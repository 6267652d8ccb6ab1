//! Compiled language definitions and the loader that validates them.
//!
//! A grammar is compiled (out of band) into a [`RawLanguage`]: a versioned,
//! plain-data bundle of lexical rules, productions, and an action/goto table.
//! Grammar crates hand it out as an opaque [`LanguageHandle`]; the loader
//! turns a handle into a validated [`Language`] that the parse engine and
//! every produced tree share read-only.

mod tables;

use triomphe::Arc;

pub use crate::tables::{
    Action, Field, LexPattern, LexRule, Production, RawLanguage, State, Symbol, SymbolInfo,
};

/// Table-format revision this build of the runtime understands.
///
/// A definition whose `abi_version` differs is rejected outright; hosts must
/// not guess compatibility across revisions.
pub const ABI_VERSION: u16 = 1;

/// Opaque handle to a compiled grammar bundle, as exported by grammar crates.
///
/// A handle may be null; only [`Language::load`] decides whether it is usable.
#[derive(Clone)]
pub struct LanguageHandle(Option<Arc<RawLanguage>>);

impl LanguageHandle {
    pub fn new(raw: RawLanguage) -> Self {
        Self(Some(Arc::new(raw)))
    }

    /// The absent handle, standing in for a grammar bundle that failed to
    /// build or was never linked in.
    pub const fn null() -> Self {
        Self(None)
    }

    pub fn is_null(&self) -> bool {
        self.0.is_none()
    }
}

impl std::fmt::Debug for LanguageHandle {
    fn fmt(&self, f: &mut std::fmt::Formatter<'_>) -> std::fmt::Result {
        match &self.0 {
            Some(raw) => f.debug_tuple("LanguageHandle").field(&raw.name).finish(),
            None => f.write_str("LanguageHandle(null)"),
        }
    }
}

/// A validated, immutable language definition.
///
/// Cheap to clone and safe to share across threads; every clone refers to the
/// same underlying tables. Instances can only be produced by the loader, so
/// holding a `Language` implies the version gate already passed.
#[derive(Clone)]
pub struct Language {
    raw: Arc<RawLanguage>,
}

impl Language {
    /// Validates `handle` against this runtime's [`ABI_VERSION`].
    ///
    /// Loading is idempotent: repeated calls with the same handle yield
    /// definitions backed by the same allocation.
    pub fn load(handle: &LanguageHandle) -> Result<Self, LoadError> {
        Self::load_for_version(handle, ABI_VERSION)
    }

    /// Validates `handle` against an explicit table-format revision.
    ///
    /// For embedders pinned to a specific revision; everything else goes
    /// through [`Language::load`].
    pub fn load_for_version(handle: &LanguageHandle, expected: u16) -> Result<Self, LoadError> {
        let raw = handle.0.as_ref().ok_or(LoadError::NullDefinition)?;
        if raw.abi_version != expected {
            return Err(LoadError::VersionMismatch { found: raw.abi_version, expected });
        }
        Ok(Self { raw: Arc::clone(raw) })
    }

    pub fn name(&self) -> &str {
        &self.raw.name
    }

    pub fn version(&self) -> u16 {
        self.raw.abi_version
    }

    pub fn symbol_count(&self) -> usize {
        self.raw.symbols.len()
    }

    pub fn field_count(&self) -> usize {
        self.raw.fields.len()
    }

    /// The symbol produced for the root node of every tree.
    pub fn root_symbol(&self) -> Symbol {
        self.raw.root
    }

    pub fn symbol_name(&self, symbol: Symbol) -> &str {
        &self.raw.symbol(symbol).name
    }

    pub fn is_named(&self, symbol: Symbol) -> bool {
        self.raw.symbol(symbol).named
    }

    pub fn is_hidden(&self, symbol: Symbol) -> bool {
        self.raw.symbol(symbol).hidden
    }

    pub fn is_extra(&self, symbol: Symbol) -> bool {
        self.raw.symbol(symbol).extra
    }

    pub fn is_terminal(&self, symbol: Symbol) -> bool {
        self.raw.symbol(symbol).terminal
    }

    pub fn field_name(&self, field: Field) -> &str {
        &self.raw.fields[field.index()]
    }

    pub fn field_id(&self, name: &str) -> Option<Field> {
        let index = self.raw.fields.iter().position(|field| &**field == name)?;
        Some(Field::new(index as u16))
    }

    /// The raw tables backing this definition, for the lexer and engine.
    pub fn raw(&self) -> &RawLanguage {
        &self.raw
    }

    /// Whether two definitions share the same underlying tables.
    pub fn ptr_eq(&self, other: &Self) -> bool {
        Arc::ptr_eq(&self.raw, &other.raw)
    }
}

impl std::fmt::Debug for Language {
    fn fmt(&self, f: &mut std::fmt::Formatter<'_>) -> std::fmt::Result {
        f.debug_struct("Language")
            .field("name", &self.name())
            .field("version", &self.version())
            .field("symbols", &self.symbol_count())
            .field("fields", &self.field_count())
            .finish()
    }
}

/// Failures surfaced by the loader before a definition is ever used.
#[derive(Debug, Clone, Copy, PartialEq, Eq, thiserror::Error)]
pub enum LoadError {
    #[error("language definition handle is null")]
    NullDefinition,
    #[error("language table format version mismatch: found {found}, expected {expected}")]
    VersionMismatch { found: u16, expected: u16 },
}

* Task item
Please retype all of the records above exactly as they are.

* Output below
repository 6267652d8ccb6ab1
//! Compiled language definitions and the loader that validates them.
//!
//! A grammar is compiled (out of band) into a [`RawLanguage`]: a versioned,
//! plain-data bundle of lexical rules, productions, and an action/goto table.
//! Grammar crates hand it out as an opaque [`LanguageHandle`]; the loader
//! turns a handle into a validated [`Language`] that the parse engine and
//! every produced tree share read-only.

mod tables;

use triomphe::Arc;

pub use crate::tables::{
    Action, Field, LexPattern, LexRule, Production, RawLanguage, State, Symbol, SymbolInfo,
};

/// Table-format revision this build of the runtime understands.
///
/// A definition whose `abi_version` differs is rejected outright; hosts must
/// not guess compatibility across revisions.
pub const ABI_VERSION: u16 = 1;

/// Opaque handle to a compiled grammar bundle, as exported by grammar crates.
///
/// A handle may be null; only [`Language::load`] decides whether it is usable.
#[derive(Clone)]
pub struct LanguageHandle(Option<Arc<RawLanguage>>);

impl LanguageHandle {
    pub fn new(raw: RawLanguage) -> Self {
        Self(Some(Arc::new(raw)))
    }

    /// The absent handle, standing in for a grammar bundle that failed to
    /// build or was never linked in.
    pub const fn null() -> Self {
        Self(None)
    }

    pub fn is_null(&self) -> bool {
        self.0.is_none()
    }
}

impl std::fmt::Debug for LanguageHandle {
    fn fmt(&self, f: &mut std::fmt::Formatter<'_>) -> std::fmt::Result {
        match &self.0 {
            Some(raw) => f.debug_tuple("LanguageHandle").field(&raw.name).finish(),
            None => f.write_str("LanguageHandle(null)"),
        }
    }
}

/// A validated, immutable language definition.
///
/// Cheap to clone and safe to share across threads; every clone refers to the
/// same underlying tables. Instances can only be produced by the loader, so
/// holding a `Language` implies the version gate already passed.
#[derive(Clone)]
pub struct Language {
    raw: Arc<RawLanguage>,
}

impl Language {
    /// Validates `handle` against this runtime's [`ABI_VERSION`].
    ///
    /// Loading is idempotent: repeated calls with the same handle yield
    /// definitions backed by the same allocation.
    pub fn load(handle: &LanguageHandle) -> Result<Self, LoadError> {
        Self::load_for_version(handle, ABI_VERSION)
    }

    /// Validates `handle` against an explicit table-format revision.
    ///
    /// For embedders pinned to a specific revision; everything else goes
    /// through [`Language::load`].
    pub fn load_for_version(handle: &LanguageHandle, expected: u16) -> Result<Self, LoadError> {
        let raw = handle.0.as_ref().ok_or(LoadError::NullDefinition)?;
        if raw.abi_version != expected {
            return Err(LoadError::VersionMismatch { found: raw.abi_version, expected });
        }
        Ok(Self { raw: Arc::clone(raw) })
    }

    pub fn name(&self) -> &str {
        &self.raw.name
    }

    pub fn version(&self) -> u16 {
        self.raw.abi_version
    }

    pub fn symbol_count(&self) -> usize {
        self.raw.symbols.len()
    }

    pub fn field_count(&self) -> usize {
        self.raw.fields.len()
    }

    /// The symbol produced for the root node of every tree.
    pub fn root_symbol(&self) -> Symbol {
        self.raw.root
    }

    pub fn symbol_name(&self, symbol: Symbol) -> &str {
        &self.raw.symbol(symbol).name
    }

    pub fn is_named(&self, symbol: Symbol) -> bool {
        self.raw.symbol(symbol).named
    }

    pub fn is_hidden(&self, symbol: Symbol) -> bool {
        self.raw.symbol(symbol).hidden
    }

    pub fn is_extra(&self, symbol: Symbol) -> bool {
        self.raw.symbol(symbol).extra
    }

    pub fn is_terminal(&self, symbol: Symbol) -> bool {
        self.raw.symbol(symbol).terminal
    }

    pub fn field_name(&self, field: Field) -> &str {
        &self.raw.fields[field.index()]
    }

    pub fn field_id(&self, name: &str) -> Option<Field> {
        let index = self.raw.fields.iter().position(|field| &**field == name)?;
        Some(Field::new(index as u16))
    }

    /// The raw tables backing this definition, for the lexer and engine.
    pub fn raw(&self) -> &RawLanguage {
        &self.raw
    }

    /// Whether two definitions share the same underlying tables.
    pub fn ptr_eq(&self, other: &Self) -> bool {
        Arc::ptr_eq(&self.raw, &other.raw)
    }
}

impl std::fmt::Debug for Language {
    fn fmt(&self, f: &mut std::fmt::Formatter<'_>) -> std::fmt::Result {
        f.debug_struct("Language")
            .field("name", &self.name())
            .field("version", &self.version())
            .field("symbols", &self.symbol_count())
            .field("fields", &self.field_count())
            .finish()
    }
}

/// Failures surfaced by the loader before a definition is ever used.
#[derive(Debug, Clone, Copy, PartialEq, Eq, thiserror::Error)]
pub enum LoadError {
    #[error("language definition handle is null")]
    NullDefinition,
    #[error("language table format version mismatch: found {found}, expected {expected}")]
    VersionMismatch { found: u16, expected: u16 },
}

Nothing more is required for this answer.